Allerdings seien auch Missverständnisse im Umlauf, mit denen Distler im Tagblatt-Gespräch aufklärt. Eine kirchliche Trauung sei auch für einen Ausgetretenen nach wie vor möglich. Allerdings muss dafür laut Dekret eine Erlaubnis eingeholt werden, die ein Versprechen über die Bewahrung des Glaubens und die katholische Kindererziehung voraussetzt. Auch die Kinder von Ausgetretenen dürften ohne Weiteres getauft werden. „Es kann ja das Kind nichts dafür, dass Vater oder Mutter oder beide aus der Kirche ausgetreten sind“, sagt Distler.

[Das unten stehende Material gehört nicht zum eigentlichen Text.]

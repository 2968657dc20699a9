// Copyright 2026, Jeroen van Erp <jeroen@geeko.me>
// SPDX-License-Identifier: Apache-2.0

//! Kubernetes utilities for client creation and listing source objects.

pub mod client;
pub mod sources;

pub use client::create_client;
pub use sources::{list_config_maps, list_secrets, SourceObject};
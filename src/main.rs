// Copyright 2026, Jeroen van Erp <jeroen@geeko.me>
// SPDX-License-Identifier: Apache-2.0
use anyhow::{Context, Result};
use clap::Parser;
use std::process::ExitCode;
use std::sync::Arc;
use tracing::{debug, error};
use tracing_subscriber::EnvFilter;

use secretpublisher::cli::{Cli, Command};
use secretpublisher::constants::NOT_FOUND_OUTPUT;
use secretpublisher::kubernetes::create_client;
use secretpublisher::receiver::HttpReceiver;
use secretpublisher::reconcilers::Reconciler;
use secretpublisher::sync::Scanner;
use secretpublisher::types::RemoteState;

#[tokio::main(flavor = "current_thread")]
async fn main() -> ExitCode {
    let cli = Cli::parse();

    let default_level = if cli.global.debug { "debug" } else { "info" };
    tracing_subscriber::fmt()
        .with_env_filter(
            EnvFilter::try_from_default_env().unwrap_or_else(|_| EnvFilter::new(default_level)),
        )
        .with_writer(std::io::stderr)
        .init();

    match run(cli).await {
        Ok(()) => ExitCode::SUCCESS,
        Err(e) => {
            error!("{:#}", e);
            ExitCode::from(2)
        }
    }
}

async fn run(cli: Cli) -> Result<()> {
    if let Command::Version = cli.command {
        match option_env!("BUILD_INFO") {
            Some(build) => println!(
                "secretpublisher command line tools version: {}, build: {}",
                env!("CARGO_PKG_VERSION"),
                build
            ),
            None => println!(
                "secretpublisher command line tools version: {}",
                env!("CARGO_PKG_VERSION")
            ),
        }
        return Ok(());
    }

    // Fails before any network call when the receiver URL is missing
    let config = cli.global.to_config()?;
    debug!(
        "Configuration loaded: receiver_url={}, signing={}, timeout={:?}",
        config.receiver_url,
        config.signing_enabled(),
        config.timeout
    );

    let receiver = Arc::new(HttpReceiver::new(&config)?);
    let reconciler = Reconciler::new(receiver);

    match cli.command {
        Command::Version => {}
        Command::Exist(args) => {
            let record = args.to_options().to_record(&args.target.name);
            reconciler.reconcile(&args.target.name, &record).await?;
        }
        Command::Create(args) => {
            let record = args.to_options().to_record(&args.target.name);
            reconciler.create(&args.target.name, &record).await?;
            println!("[OK] Created");
        }
        Command::Update(args) => {
            let record = args.to_options().to_record(&args.target.name);
            reconciler.update(&args.target.name, &record).await?;
            println!("[OK] Updated");
        }
        Command::Check(args) => match reconciler.check(&args.name, &args.namespace).await? {
            RemoteState::Found(body) => println!("{}", body.trim_end()),
            RemoteState::NotFound => println!("{}", NOT_FOUND_OUTPUT),
        },
        Command::Delete(args) => {
            reconciler.delete(&args.name, &args.namespace).await?;
        }
        Command::ScanSecrets(args) => {
            let options = args.to_options();
            let client = create_client(&config)
                .await
                .context("Failed to create Kubernetes client")?;
            let report = Scanner::new(&client, &reconciler, &options)
                .scan_secrets(&args.selector)
                .await?;
            println!("{}", report);
        }
        Command::ScanConfigmaps(args) => {
            let options = args.to_options();
            let client = create_client(&config)
                .await
                .context("Failed to create Kubernetes client")?;
            let report = Scanner::new(&client, &reconciler, &options)
                .scan_config_maps(&args.selector)
                .await?;
            println!("{}", report);
        }
        Command::SecretSubvalue(args) => {
            let options = args.to_options();
            // Reject a malformed --matchKey before touching the cluster
            options.split_match_key()?;
            let client = create_client(&config)
                .await
                .context("Failed to create Kubernetes client")?;
            let report = Scanner::new(&client, &reconciler, &options)
                .scan_subvalues(&args.scan.selector)
                .await?;
            println!("{}", report);
        }
    }

    Ok(())
}
// Copyright 2026, Jeroen van Erp <jeroen@geeko.me>
// SPDX-License-Identifier: Apache-2.0
pub mod cli;
pub mod config;
pub mod constants;
pub mod error;
pub mod kubernetes;
pub mod receiver;
pub mod reconcilers;
pub mod sync;
pub mod types;

#[cfg(test)]
pub mod test_utils;
// Copyright 2026, Jeroen van Erp <jeroen@geeko.me>
// SPDX-License-Identifier: Apache-2.0

/// HTTP headers attached to signed receiver requests
pub mod headers {
    /// Unix timestamp (seconds) the signature was computed for
    pub const REQUEST_TIMESTAMP: &str = "X-Request-Timestamp";
    /// `v0=<hex hmac>` signature over the base string
    pub const SIGNATURE: &str = "X-Signature";
}

/// Signature scheme markers
pub mod signing {
    /// Prefix of the signed base string (`v1:<timestamp>:<name>`)
    pub const BASE_STRING_VERSION: &str = "v1";
    /// Prefix of the produced signature (`v0=<hex>`)
    pub const SIGNATURE_VERSION: &str = "v0";
    /// Value of ENCODING_REQUEST that turns signing off
    pub const DISABLED: &str = "disabled";
}

/// What `check` prints when the receiver has no copy of the object
pub const NOT_FOUND_OUTPUT: &str = "notFound";

/// Request timeout used when COMMAND_TIMEOUT is missing or unparsable
pub const DEFAULT_TIMEOUT_SECS: u64 = 15;
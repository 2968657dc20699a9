// Copyright 2026, Jeroen van Erp <jeroen@geeko.me>
// SPDX-License-Identifier: Apache-2.0

//! Record reconciler - decides whether a record must be created, updated or left alone.

use crate::error::Result;
use crate::receiver::Receiver;
use crate::types::{Outcome, RemoteState, SyncRecord};
use bytes::Bytes;
use http::Method;
use std::sync::Arc;
use tracing::{debug, info, instrument};

/// Checksum-based sync of single records against the receiver.
///
/// The receiver is injected at construction so tests can swap in a double.
/// Nothing is re-read after a write: a successful create or update is taken
/// to mean the receiver now holds the record.
#[derive(Clone)]
pub struct Reconciler {
    receiver: Arc<dyn Receiver>,
}

impl Reconciler {
    pub fn new(receiver: Arc<dyn Receiver>) -> Self {
        Self { receiver }
    }

    /// Fetch the receiver's current state for `namespace/name`
    pub async fn check(&self, name: &str, namespace: &str) -> Result<RemoteState> {
        self.receiver.fetch(name, namespace).await
    }

    /// Create the record if absent, update it if its checksum differs, otherwise do nothing
    #[instrument(skip(self, record), fields(namespace = %record.namespace))]
    pub async fn reconcile(&self, name: &str, record: &SyncRecord) -> Result<Outcome> {
        let remote = self.check(name, &record.namespace).await?;

        let outcome = match remote {
            RemoteState::NotFound => {
                debug!("{} not found in receiver, creating", name);
                self.create(name, record).await?;
                Outcome::Created
            }
            ref found if found.matches(&record.checksum) => Outcome::Unchanged,
            RemoteState::Found(body) => {
                debug!(
                    "Checksum mismatch for {}: local {}, remote {}",
                    name,
                    record.checksum,
                    body.trim_end()
                );
                self.update(name, record).await?;
                Outcome::Updated
            }
        };

        info!("[OK] {} {}", name, outcome);
        Ok(outcome)
    }

    pub async fn create(&self, name: &str, record: &SyncRecord) -> Result<()> {
        self.write(Method::POST, name, record).await
    }

    pub async fn update(&self, name: &str, record: &SyncRecord) -> Result<()> {
        self.write(Method::PUT, name, record).await
    }

    pub async fn delete(&self, name: &str, namespace: &str) -> Result<()> {
        self.receiver.remove(name, namespace).await?;
        info!("[OK] {}/{} deleted", namespace, name);
        Ok(())
    }

    async fn write(&self, method: Method, name: &str, record: &SyncRecord) -> Result<()> {
        let body = Bytes::from(record.to_wire()?);
        self.receiver.upsert(method, name, body).await
    }
}
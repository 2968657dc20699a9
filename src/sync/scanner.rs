// Copyright 2026, Jeroen van Erp <jeroen@geeko.me>
// SPDX-License-Identifier: Apache-2.0

//! Label-selector scans that publish every matching object to the receiver.

use crate::config::ScanOptions;
use crate::error::{PublisherError, Result};
use crate::kubernetes::{list_config_maps, list_secrets, SourceObject};
use crate::reconcilers::Reconciler;
use crate::types::{Outcome, SyncRecord};
use kube::Client;
use serde_yaml::Value;
use std::collections::BTreeMap;
use std::fmt;
use tracing::{error, info, instrument, warn};

const SECRETS: &str = "secrets";
const CONFIG_MAPS: &str = "config maps";

/// Result of a scan in which no item failed
#[derive(Debug, Clone, PartialEq, Eq)]
pub enum ScanReport {
    /// The selector matched nothing; informational, not an error
    NotFound { kind: &'static str, selector: String },
    Completed {
        /// Destination name and action, in listing order
        synced: Vec<(String, Outcome)>,
        /// Source names skipped by the disabled-label filter
        skipped: Vec<String>,
    },
}

impl fmt::Display for ScanReport {
    fn fmt(&self, f: &mut fmt::Formatter<'_>) -> fmt::Result {
        match self {
            ScanReport::NotFound { kind, selector } => {
                write!(f, "No {} found with label {}", kind, selector)
            }
            ScanReport::Completed { .. } => write!(f, "OK"),
        }
    }
}

/// Publishes label-selected Secrets and ConfigMaps one at a time, in listing order.
///
/// A failing item never stops the scan; failures are collected and reported
/// together once every item has been attempted.
pub struct Scanner<'a> {
    client: &'a Client,
    reconciler: &'a Reconciler,
    options: &'a ScanOptions,
}

impl<'a> Scanner<'a> {
    pub fn new(client: &'a Client, reconciler: &'a Reconciler, options: &'a ScanOptions) -> Self {
        Self {
            client,
            reconciler,
            options,
        }
    }

    /// Publish each matching Secret as-is
    #[instrument(skip(self))]
    pub async fn scan_secrets(&self, selector: &str) -> Result<ScanReport> {
        let items = list_secrets(self.client, &self.options.namespace, selector).await?;
        self.publish_all(SECRETS, selector, items, |item| Ok(self.mirror_record(item)))
            .await
    }

    /// Publish each matching ConfigMap as-is
    #[instrument(skip(self))]
    pub async fn scan_config_maps(&self, selector: &str) -> Result<ScanReport> {
        let items = list_config_maps(self.client, &self.options.namespace, selector).await?;
        self.publish_all(CONFIG_MAPS, selector, items, |item| Ok(self.mirror_record(item)))
            .await
    }

    /// Publish one sub-field of a YAML document stored in each matching Secret
    #[instrument(skip(self))]
    pub async fn scan_subvalues(&self, selector: &str) -> Result<ScanReport> {
        let (key, subkey) = self.options.split_match_key()?;
        let items = list_secrets(self.client, &self.options.namespace, selector).await?;
        self.publish_all(SECRETS, selector, items, |item| {
            self.subvalue_record(item, key, subkey)
        })
        .await
    }

    async fn publish_all<F>(
        &self,
        kind: &'static str,
        selector: &str,
        items: Vec<SourceObject>,
        build: F,
    ) -> Result<ScanReport>
    where
        F: Fn(&SourceObject) -> Result<SyncRecord>,
    {
        if items.is_empty() {
            info!("No {} found with label {}", kind, selector);
            return Ok(ScanReport::NotFound {
                kind,
                selector: selector.to_string(),
            });
        }

        let mut synced = Vec::new();
        let mut skipped = Vec::new();
        let mut failed = Vec::new();

        for item in &items {
            if let Some(filter) = self.options.disabled_label.as_deref() {
                if item.is_disabled(filter) {
                    info!(
                        "Skipping {}/{}: disabled by label {}",
                        item.namespace, item.name, filter
                    );
                    skipped.push(item.name.clone());
                    continue;
                }
            }

            let result = match build(item) {
                Ok(record) => self
                    .reconciler
                    .reconcile(&record.name, &record)
                    .await
                    .map(|outcome| (record.name.clone(), outcome)),
                Err(e) => Err(e),
            };

            match result {
                Ok(entry) => synced.push(entry),
                Err(e) => {
                    error!("Failed to publish {}/{}: {}", item.namespace, item.name, e);
                    failed.push(item.name.clone());
                }
            }
        }

        if !failed.is_empty() {
            return Err(PublisherError::PartialBatchFailure {
                kind,
                names: failed,
            });
        }

        Ok(ScanReport::Completed { synced, skipped })
    }

    fn destination_namespace(&self, item: &SourceObject) -> String {
        self.options
            .destination_namespace
            .clone()
            .unwrap_or_else(|| item.namespace.clone())
    }

    /// Copy of the source object under its (optionally suffixed) name
    fn mirror_record(&self, item: &SourceObject) -> SyncRecord {
        let name = match self.options.name_suffix.as_deref() {
            Some(suffix) => format!("{}-{}", item.name, suffix),
            None => item.name.clone(),
        };

        SyncRecord::new(
            name,
            self.destination_namespace(item),
            item.data.clone(),
            item.labels.clone(),
            item.annotations.clone(),
        )
    }

    /// Record holding the single value `item.data[key]` → YAML → `subkey`.
    ///
    /// The record is named `<item>-<subkey>-<marker>` and its entry is keyed
    /// `<subkey>[-<middle>]-<marker>`, where the marker is read from the data
    /// field named by `name_suffix`.
    fn subvalue_record(&self, item: &SourceObject, key: &str, subkey: &str) -> Result<SyncRecord> {
        let marker = self.marker(item);

        let raw = item.data.get(key).ok_or_else(|| {
            PublisherError::ParseError(format!("{} has no data key {}", item.name, key))
        })?;
        let value = extract_subvalue(raw, subkey)
            .map_err(|e| PublisherError::ParseError(format!("{} key {}: {}", item.name, key, e)))?;

        let middle = self.options.middle_name.as_deref();
        let entry_key = join_segments(&[Some(subkey), middle, marker]);
        let name = join_segments(&[Some(item.name.as_str()), Some(subkey), marker]);

        Ok(SyncRecord::new(
            name,
            self.destination_namespace(item),
            BTreeMap::from([(entry_key, value)]),
            self.options.new_labels.clone(),
            self.options.new_annotations.clone(),
        ))
    }

    fn marker<'i>(&self, item: &'i SourceObject) -> Option<&'i str> {
        let field = self.options.name_suffix.as_deref()?;
        let marker = item.data.get(field).map(|v| v.trim());
        if marker.is_none() {
            warn!(
                "{} has no data key {}, publishing without marker",
                item.name, field
            );
        }
        marker.filter(|m| !m.is_empty())
    }
}

/// Parse `raw` as a YAML mapping and render the scalar at `subkey` as a string
fn extract_subvalue(raw: &str, subkey: &str) -> std::result::Result<String, String> {
    let document: BTreeMap<String, Value> =
        serde_yaml::from_str(raw).map_err(|e| format!("invalid YAML: {}", e))?;

    match document.get(subkey) {
        Some(Value::String(s)) => Ok(s.clone()),
        Some(Value::Number(n)) => Ok(n.to_string()),
        Some(Value::Bool(b)) => Ok(b.to_string()),
        Some(Value::Null) => Ok(String::new()),
        Some(_) => Err(format!("{} is not a scalar value", subkey)),
        None => Err(format!("missing sub-key {}", subkey)),
    }
}

fn join_segments(segments: &[Option<&str>]) -> String {
    segments
        .iter()
        .flatten()
        .filter(|s| !s.is_empty())
        .copied()
        .collect::<Vec<_>>()
        .join("-")
}
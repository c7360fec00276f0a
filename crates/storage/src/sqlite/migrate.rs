use chrono::Utc;
use sqlx::SqlitePool;

use super::SqliteInitError;

/// Applies versioned migrations recorded in `schema_migrations`.
///
/// Version 1 holds the per-content intro flags.
pub async fn run_migrations(pool: &SqlitePool) -> Result<(), SqliteInitError> {
    async fn is_applied(pool: &SqlitePool, version: i64) -> Result<bool, sqlx::Error> {
        let row = sqlx::query("SELECT 1 FROM schema_migrations WHERE version = ?1")
            .bind(version)
            .fetch_optional(pool)
            .await?;
        Ok(row.is_some())
    }

    sqlx::query(
        r"
            CREATE TABLE IF NOT EXISTS schema_migrations (
                version INTEGER PRIMARY KEY,
                applied_at TEXT NOT NULL
            );
            ",
    )
    .execute(pool)
    .await?;

    if !is_applied(pool, 1).await? {
        let mut tx = pool.begin().await?;

        sqlx::query(
            r"
                CREATE TABLE IF NOT EXISTS intro_flags (
                    content_id TEXT PRIMARY KEY CHECK (length(content_id) > 0),
                    seen_at TEXT NOT NULL
                );
            ",
        )
        .execute(&mut *tx)
        .await?;

        sqlx::query(
            r"
                INSERT INTO schema_migrations (version, applied_at)
                VALUES (?1, ?2)
                ON CONFLICT(version) DO NOTHING
            ",
        )
        .bind(1_i64)
        .bind(Utc::now())
        .execute(&mut *tx)
        .await?;

        tx.commit().await?;
        tracing::info!(version = 1, "applied migration");
    }

    Ok(())
}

In Neumarkt keine Austritte mehr

Etwas komplizierter sei die Sache allerdings bei Beerdigungen. Denn tatsächlich habe ein Verstorbener, der zu Lebzeiten aus der Kirche ausgetreten sei, keinen Anspruch auf ein kirchliches Begräbnis. Das liege zunächst im Ermessen des zuständigen Pfarrers. Wenn zum Beispiel die sehr gläubigen Angehörigen des Verstorbenen vom Austritt nichts gewusst hätten und ein kirchliches Begräbnis für diese Menschen ein großer Trost wäre, könne der Pfarrer die Augen zudrücken. Sei das nicht der Fall, bestehe für den Pfarrer immer noch die Möglichkeit, in Zivilkleidung oder Talar am Begräbnis teilzunehmen und zumindest am Grab des Verstorbenen ein Gebet zu sprechen. „Das zu entscheiden, ist immer sehr schwierig“, sagt Distler.

In den vergangenen Monaten sind die Austritte in Neumarkt sehr zurückgegangen. Im Gegenteil: Acht katholische Christen seien zuletzt nach einem Austritt wieder in den Schoß der Hofpfarrei zurückgekehrt, wie Distler der MZ sagte. Die Schreiben, die der Dekan nach einem Austritt an die Bürger versendet, zeigten seiner Meinung nach Wirkung.